- Exercise goal: Please list all lines of the material below in which the string "ciphertext" occurs.

- Dataset excerpts:
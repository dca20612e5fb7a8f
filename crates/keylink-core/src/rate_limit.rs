//! Throttling of failed pairing claims.
//!
//! A claimer device that submits too many wrong codes inside the window is
//! blocked with exponential backoff. Failed attempts never touch the session
//! itself, so a legitimate claim still succeeds once the block lifts.

use std::collections::HashMap;

use chrono::{DateTime, Duration, Utc};
use serde::{Deserialize, Serialize};
use thiserror::Error;
use tokio::sync::RwLock;
use tracing::warn;

use crate::errors::{CoreError, InputError};

#[derive(Debug, Clone, Error, PartialEq, Eq)]
pub enum RateLimitError {
    #[error("rate limit exceeded, retry after {retry_after_secs} seconds")]
    RateLimited { retry_after_secs: u64 },
}

impl From<RateLimitError> for CoreError {
    fn from(e: RateLimitError) -> Self {
        match e {
            RateLimitError::RateLimited { retry_after_secs } => {
                CoreError::Input(InputError::RateLimited { retry_after_secs })
            }
        }
    }
}

#[derive(Debug, Clone, PartialEq, Eq, Serialize, Deserialize)]
#[serde(default)]
pub struct RateLimitConfig {
    /// Failed claims allowed per window per claimer device.
    pub failed_claims_per_window: u32,
    pub window_secs: i64,
    /// Base backoff, doubled on every further violation.
    pub base_backoff_secs: i64,
    pub max_backoff_secs: i64,
}

impl Default for RateLimitConfig {
    fn default() -> Self {
        Self {
            failed_claims_per_window: 5,
            window_secs: 60,
            base_backoff_secs: 30,
            max_backoff_secs: 900,
        }
    }
}

#[derive(Debug, Clone, Default)]
struct SourceTracker {
    failures: Vec<DateTime<Utc>>,
    violations: u32,
    backoff_until: Option<DateTime<Utc>>,
}

pub struct RateLimiter {
    config: RateLimitConfig,
    trackers: RwLock<HashMap<String, SourceTracker>>,
}

impl RateLimiter {
    pub fn new(config: RateLimitConfig) -> Self {
        Self {
            config,
            trackers: RwLock::new(HashMap::new()),
        }
    }

    pub fn config(&self) -> &RateLimitConfig {
        &self.config
    }

    fn backoff_for(&self, violations: u32) -> Duration {
        let exp = violations.saturating_sub(1).min(16);
        let secs = self
            .config
            .base_backoff_secs
            .saturating_mul(1i64 << exp)
            .min(self.config.max_backoff_secs);
        Duration::seconds(secs)
    }

    /// Whether `source` may attempt a claim at `now`.
    pub async fn check(&self, source: &str, now: DateTime<Utc>) -> Result<(), RateLimitError> {
        let mut trackers = self.trackers.write().await;
        let Some(tracker) = trackers.get_mut(source) else {
            return Ok(());
        };

        if let Some(until) = tracker.backoff_until {
            if now < until {
                let retry_after_secs = (until - now).num_seconds().max(1) as u64;
                warn!(source = %source, retry_after_secs, "claim blocked during backoff period");
                return Err(RateLimitError::RateLimited { retry_after_secs });
            }
            tracker.backoff_until = None;
        }

        let window_start = now - Duration::seconds(self.config.window_secs);
        tracker.failures.retain(|&t| t > window_start);

        if tracker.failures.len() >= self.config.failed_claims_per_window as usize {
            tracker.violations += 1;
            let backoff = self.backoff_for(tracker.violations);
            tracker.backoff_until = Some(now + backoff);
            tracker.failures.clear();
            warn!(
                source = %source,
                violations = tracker.violations,
                backoff_secs = backoff.num_seconds(),
                "failed claim limit exceeded"
            );
            return Err(RateLimitError::RateLimited {
                retry_after_secs: backoff.num_seconds().max(1) as u64,
            });
        }

        Ok(())
    }

    pub async fn record_failure(&self, source: &str, now: DateTime<Utc>) {
        let mut trackers = self.trackers.write().await;
        let tracker = trackers.entry(source.to_string()).or_default();
        tracker.failures.push(now);
        warn!(source = %source, failures = tracker.failures.len(), "failed pairing claim");
    }

    /// A successful claim clears the source's history.
    pub async fn record_success(&self, source: &str) {
        self.trackers.write().await.remove(source);
    }
}

impl Default for RateLimiter {
    fn default() -> Self {
        Self::new(RateLimitConfig::default())
    }
}
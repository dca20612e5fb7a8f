//! keylink demo: pair a phone with a laptop, then sync one record.

use std::path::PathBuf;
use std::sync::Arc;
use std::time::Duration;

use anyhow::{bail, Context, Result};
use clap::{Parser, Subcommand};
use comfy_table::Table;
use tracing::{info, warn};
use tracing_subscriber::{fmt, prelude::*, EnvFilter};

use keylink_core::clock::{Clock, SystemClock};
use keylink_core::config::ClientConfig;
use keylink_core::http_relay::HttpRelayClient;
use keylink_core::memory_relay::{AccountPolicy, MemoryRelay};
use keylink_core::relay::Relay;
use keylink_core::secret_store::MemorySecretStore;
use keylink_core::{DeviceInfo, KeylinkClient, PairingPhase, PairingPolicy};

#[derive(Parser)]
#[command(name = "keylink-demo", version, about = "Pair two devices and share an encryption key")]
struct Cli {
    /// TOML config file
    #[arg(long, short, global = true, env = "KEYLINK_CONFIG")]
    config: Option<PathBuf>,

    /// Relay base URL; an in-process relay is used when unset
    #[arg(long, global = true)]
    relay_url: Option<String>,

    #[arg(long, global = true)]
    log_level: Option<String>,

    #[command(subcommand)]
    command: Option<Command>,
}

#[derive(Subcommand)]
enum Command {
    /// Pair a phone with a laptop and sync one record
    Pair {
        /// Pairing session lifetime in seconds
        #[arg(long, default_value_t = 300)]
        ttl: u64,

        /// Skip the verification code step
        #[arg(long)]
        no_verify: bool,

        /// Reset sync afterwards and show the phone entering recovery
        #[arg(long)]
        reset: bool,
    },
    /// Print the resolved configuration
    Config,
}

fn load_config(cli: &Cli) -> Result<ClientConfig> {
    let mut config = match &cli.config {
        Some(path) => ClientConfig::from_toml(path)
            .with_context(|| format!("loading {}", path.display()))?,
        None => ClientConfig::from_env()?,
    };
    if let Some(url) = &cli.relay_url {
        config.relay_url = Some(url.clone());
    }
    if let Some(level) = &cli.log_level {
        config.log_level = level.clone();
    }
    config.validate()?;
    Ok(config)
}

fn init_logging(level: &str) {
    let filter = EnvFilter::try_from_default_env()
        .or_else(|_| EnvFilter::try_new(level))
        .unwrap_or_else(|_| EnvFilter::new("info"));
    tracing_subscriber::registry()
        .with(fmt::layer())
        .with(filter)
        .init();
}

fn device_info(name: &str) -> DeviceInfo {
    DeviceInfo {
        name: name.to_string(),
        platform: std::env::consts::OS.to_string(),
        app_version: env!("CARGO_PKG_VERSION").to_string(),
        os_version: None,
    }
}

async fn connect(
    name: &str,
    relay: &Arc<dyn Relay>,
    clock: &Arc<dyn Clock>,
    config: &ClientConfig,
) -> Result<KeylinkClient> {
    let client = KeylinkClient::connect(
        relay.clone(),
        Arc::new(MemorySecretStore::new()),
        clock.clone(),
        config.clone(),
        &device_info(name),
    )
    .await
    .with_context(|| format!("connecting {name}"))?;
    Ok(client)
}

async fn print_devices(client: &KeylinkClient) -> Result<()> {
    let mut table = Table::new();
    table.set_header(vec!["Device", "Name", "Trust", "Key version", "Last seen"]);
    for device in client.devices().await? {
        table.add_row(vec![
            device.id.chars().take(8).collect::<String>(),
            device.name,
            device.trust_state.to_string(),
            device
                .trusted_key_version
                .map_or_else(|| "-".to_string(), |v| v.to_string()),
            device.last_seen_at.format("%H:%M:%S").to_string(),
        ]);
    }
    println!("{table}");
    Ok(())
}

async fn run_pair(config: ClientConfig, ttl: u64, verify: bool, reset: bool) -> Result<()> {
    let clock: Arc<dyn Clock> = Arc::new(SystemClock);
    let relay: Arc<dyn Relay> = match &config.relay_url {
        Some(url) => Arc::new(HttpRelayClient::new(url.clone(), config.request_timeout())?),
        None => Arc::new(MemoryRelay::new(AccountPolicy::default(), clock.clone())),
    };

    let laptop = connect("laptop", &relay, &clock, &config).await?;
    let phone = connect("phone", &relay, &clock, &config).await?;

    if !laptop.sync_status().await?.encryption_enabled {
        laptop.enable_encryption().await?;
    }
    laptop
        .set_pairing_policy(&PairingPolicy {
            require_verification: Some(verify),
            pairing_ttl_seconds: Some(ttl),
        })
        .await?;

    let (invite, mut issuer) = laptop.start_pairing_as_issuer().await?;
    println!("laptop: pairing code {} (expires {})", invite.pairing_code, invite.expires_at);

    let mut handle = phone
        .start_pairing_as_claimer(invite.pairing_code.as_str())
        .await?;

    loop {
        match issuer.poll().await? {
            PairingPhase::Verifying | PairingPhase::ReadyToApprove => break,
            phase if phase.is_terminal() => bail!("pairing ended early: {phase:?}"),
            _ => tokio::time::sleep(config.poll_interval()).await,
        }
    }

    if let Some(code) = issuer.verification_code() {
        println!("laptop: verification code {code}");
        println!(
            "phone:  verification code {}",
            handle.verification_code().unwrap_or("-")
        );
        if handle.verification_code() != Some(code) {
            issuer.cancel().await?;
            handle.cancel();
            bail!("verification codes differ, pairing cancelled");
        }
    }
    issuer.approve().await?;

    while let Some(update) = handle.next().await {
        match &update.error {
            Some(err) => warn!(phase = ?update.phase, error = %err, "phone pairing update"),
            None => info!(phase = ?update.phase, "phone pairing update"),
        }
        if update.phase.is_terminal() {
            break;
        }
    }
    let phase = handle.wait().await?;
    if phase != PairingPhase::Completed {
        bail!("phone pairing ended in {phase:?}");
    }
    println!("phone:  trusted at key version {:?}", phone.trust_snapshot().trusted_key_version);

    let (version, ciphertext) = laptop
        .sync_gate()
        .encrypt(b"hello from the laptop")
        .await?;
    let plaintext = phone.sync_gate().decrypt(&ciphertext).await?;
    println!(
        "phone:  decrypted v{version} record: {}",
        String::from_utf8_lossy(&plaintext)
    );

    if reset {
        tokio::time::sleep(Duration::from_millis(10)).await;
        let status = laptop.reset_sync().await?;
        println!("laptop: sync reset to key version {}", status.current_key_version);
        let snapshot = phone.refresh().await?;
        println!("phone:  trust state {}", snapshot.trust_state);
        if let Err(e) = phone.sync_gate().check() {
            println!("phone:  sync refused: {e}");
        }
    }

    print_devices(&laptop).await
}

#[tokio::main]
async fn main() -> std::process::ExitCode {
    let cli = Cli::parse();

    let config = match load_config(&cli) {
        Ok(config) => config,
        Err(e) => {
            eprintln!("Error: {e:#}");
            return std::process::ExitCode::from(2);
        }
    };
    init_logging(&config.log_level);

    let result = match cli.command.unwrap_or(Command::Pair {
        ttl: 300,
        no_verify: false,
        reset: false,
    }) {
        Command::Pair {
            ttl,
            no_verify,
            reset,
        } => run_pair(config, ttl, !no_verify, reset).await,
        Command::Config => {
            println!("{config:#?}");
            Ok(())
        }
    };

    match result {
        Ok(()) => std::process::ExitCode::SUCCESS,
        Err(e) => {
            eprintln!("Error: {e:#}");
            std::process::ExitCode::FAILURE
        }
    }
}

- Written answer:
    let (version, ciphertext) = laptop
    let plaintext = phone.sync_gate().decrypt(&ciphertext).await?;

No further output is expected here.